## WHAT YOU HAVE TO DO
Throughout the records below, find each line holding "feature" and copy it.

+++ DATASET

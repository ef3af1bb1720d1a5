// Copyright 2025 the Understory Authors
// SPDX-License-Identifier: Apache-2.0 OR MIT

//! Adapters to integrate with geometry and hit-testing crates.
//!
//! Enabled via feature flags to keep the core small and `no_std` by default.

#[cfg(feature = "kurbo_adapter")]
pub mod zone;
// Copyright 2025 the Understory Authors
// SPDX-License-Identifier: Apache-2.0 OR MIT

//! Core types for hover expansion: drop zones, alerts, the state snapshot, the expand signal,
//! and the collaborator traits.
//!
//! ## Overview
//!
//! These types describe the inputs and outputs of the engine.
//! They are read by the [`policy`](crate::policy) evaluator, the
//! [`debounce`](crate::debounce) controller and the [`driver`](crate::driver).

use alloc::vec::Vec;

use crate::path::{equal_path, is_strict_descendant_path, parent_of};

/// What kind of drop target the drag pointer is currently over.
///
/// Only [`DropZone::Node`] participates in hover expansion.
#[derive(Copy, Clone, Debug, Eq, PartialEq, Hash)]
pub enum DropZone {
    /// Drop onto a node.
    Node,
    /// Drop between siblings, or after the last child of a context.
    Between,
}

bitflags::bitflags! {
    /// Kinds of alert the editor may be showing.
    ///
    /// A snapshot normally carries a single kind. Sets of kinds (such as
    /// [`AlertKind::QUICK_DROP`]) are used for suppression checks.
    #[derive(Clone, Copy, Debug, PartialEq, Eq, Hash)]
    #[cfg_attr(feature = "config", derive(serde::Serialize, serde::Deserialize))]
    #[cfg_attr(feature = "config", serde(transparent))]
    pub struct AlertKind: u16 {
        /// Hint shown while the pointer is over the quick delete drop target.
        const DELETE_DROP_HINT   = 0b0000_0001;
        /// Hint shown while the pointer is over the quick copy drop target.
        const COPY_ONE_DROP_HINT = 0b0000_0010;
        /// Clipboard progress or result.
        const CLIPBOARD          = 0b0000_0100;
        /// Help for the scroll zone.
        const SCROLL_ZONE_HELP   = 0b0000_1000;
    }
}

impl AlertKind {
    /// Alerts raised by the quick drop affordances; auto-expansion would disrupt them.
    pub const QUICK_DROP: Self = Self::DELETE_DROP_HINT.union(Self::COPY_ONE_DROP_HINT);
}

/// The signal that sets or clears the active auto-expansion target.
///
/// `path: None` collapses the current expansion.
#[derive(Clone, Debug, Eq, PartialEq, Hash)]
pub struct ExpandHoverTop<K> {
    /// New expansion target, or `None` to collapse.
    pub path: Option<Vec<K>>,
}

impl<K> ExpandHoverTop<K> {
    /// Expand the given context.
    pub fn expand(path: Vec<K>) -> Self {
        Self { path: Some(path) }
    }

    /// Clear the active expansion.
    pub fn collapse() -> Self {
        Self { path: None }
    }
}

/// Read-only slice of application state consumed by the engine.
#[derive(Clone, Debug, PartialEq, Eq)]
pub struct HoverSnapshot<K> {
    /// The user's current selection.
    pub cursor: Option<Vec<K>>,
    /// Path of the node under the drag pointer.
    pub hovering_path: Option<Vec<K>>,
    /// Kind of drop target under the drag pointer.
    pub hover_zone: Option<DropZone>,
    /// Currently active expansion target.
    pub expand_hover_top_path: Option<Vec<K>>,
    /// Whether a drag is in progress.
    pub drag_in_progress: bool,
    /// Alert currently shown, if any.
    pub alert: Option<AlertKind>,
}

impl<K> Default for HoverSnapshot<K> {
    fn default() -> Self {
        Self {
            cursor: None,
            hovering_path: None,
            hover_zone: None,
            expand_hover_top_path: None,
            drag_in_progress: false,
            alert: None,
        }
    }
}

impl<K> HoverSnapshot<K> {
    /// Apply an expand signal: set or clear [`HoverSnapshot::expand_hover_top_path`].
    pub fn apply(&mut self, signal: ExpandHoverTop<K>) {
        self.expand_hover_top_path = signal.path;
    }
}

/// Document queries the engine needs, answered relative to the current snapshot.
///
/// Implemented by the host's document model. See [`RootedView`] for a minimal implementation.
pub trait DocumentView<K> {
    /// Parent of `path`, renormalized relative to the displayed root context.
    ///
    /// Returns `None` when the parent cannot be expressed relative to that root.
    fn rooted_parent_of(&self, snapshot: &HoverSnapshot<K>, path: &[K]) -> Option<Vec<K>>;

    /// Number of collapsed ancestor levels currently hidden above the cursor.
    fn visible_distance_above_cursor(&self, snapshot: &HoverSnapshot<K>) -> usize;
}

/// Access to the live application state and its dispatcher.
///
/// [`state`](ExpandStore::state) must always return the current state, never a cached copy:
/// the debounce controller relies on it to observe changes made during the delay window.
pub trait ExpandStore<K> {
    /// The current state.
    fn state(&self) -> &HoverSnapshot<K>;
    /// Deliver an expand signal.
    fn dispatch(&mut self, signal: ExpandHoverTop<K>);
}

/// A [`DocumentView`] over a displayed root prefix.
///
/// - Paths outside the displayed root cannot be rooted.
/// - The parent of the displayed root is the displayed root itself.
/// - The hidden level count is maintained by the host (for example from its autofocus logic).
///
/// With an empty root (the default) this is the plain parent, and a root-level path
/// yields the empty path (the whole document).
#[derive(Clone, Debug, PartialEq, Eq)]
pub struct RootedView<K> {
    root: Vec<K>,
    hidden_above_cursor: usize,
}

impl<K> Default for RootedView<K> {
    fn default() -> Self {
        Self {
            root: Vec::new(),
            hidden_above_cursor: 0,
        }
    }
}

impl<K> RootedView<K> {
    /// Create a view rooted at the whole document.
    pub fn new() -> Self {
        Self::default()
    }

    /// Create a view rooted at `root`.
    pub fn with_root(root: Vec<K>) -> Self {
        Self {
            root,
            hidden_above_cursor: 0,
        }
    }

    /// The displayed root.
    pub fn root(&self) -> &[K] {
        &self.root
    }

    /// Change the displayed root.
    pub fn set_root(&mut self, root: Vec<K>) {
        self.root = root;
    }

    /// Set the number of collapsed levels hidden above the cursor.
    pub fn set_hidden_above_cursor(&mut self, levels: usize) {
        self.hidden_above_cursor = levels;
    }
}

impl<K: Clone + PartialEq> DocumentView<K> for RootedView<K> {
    fn rooted_parent_of(&self, _snapshot: &HoverSnapshot<K>, path: &[K]) -> Option<Vec<K>> {
        if is_strict_descendant_path(path, &self.root) {
            Some(parent_of(path).to_vec())
        } else if equal_path(path, &self.root) {
            Some(self.root.clone())
        } else {
            None
        }
    }

    fn visible_distance_above_cursor(&self, _snapshot: &HoverSnapshot<K>) -> usize {
        self.hidden_above_cursor
    }
}

/// An [`ExpandStore`] that owns its snapshot, applies every signal to it, and keeps a log.
///
/// Handy for hosts without a store of their own, and for tests.
#[derive(Clone, Debug, PartialEq, Eq)]
pub struct SnapshotStore<K> {
    /// The live state.
    pub state: HoverSnapshot<K>,
    /// Every signal dispatched so far, oldest first.
    pub dispatched: Vec<ExpandHoverTop<K>>,
}

impl<K> Default for SnapshotStore<K> {
    fn default() -> Self {
        Self::new(HoverSnapshot::default())
    }
}

impl<K> SnapshotStore<K> {
    /// Wrap an initial state.
    pub fn new(state: HoverSnapshot<K>) -> Self {
        Self {
            state,
            dispatched: Vec::new(),
        }
    }
}

impl<K: Clone> ExpandStore<K> for SnapshotStore<K> {
    fn state(&self) -> &HoverSnapshot<K> {
        &self.state
    }

    fn dispatch(&mut self, signal: ExpandHoverTop<K>) {
        self.dispatched.push(signal.clone());
        self.state.apply(signal);
    }
}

++++++

## WRITTEN RESPONSE
//! Enabled via feature flags to keep the core small and `no_std` by default.
#[cfg(feature = "kurbo_adapter")]
    #[cfg_attr(feature = "config", derive(serde::Serialize, serde::Deserialize))]
    #[cfg_attr(feature = "config", serde(transparent))]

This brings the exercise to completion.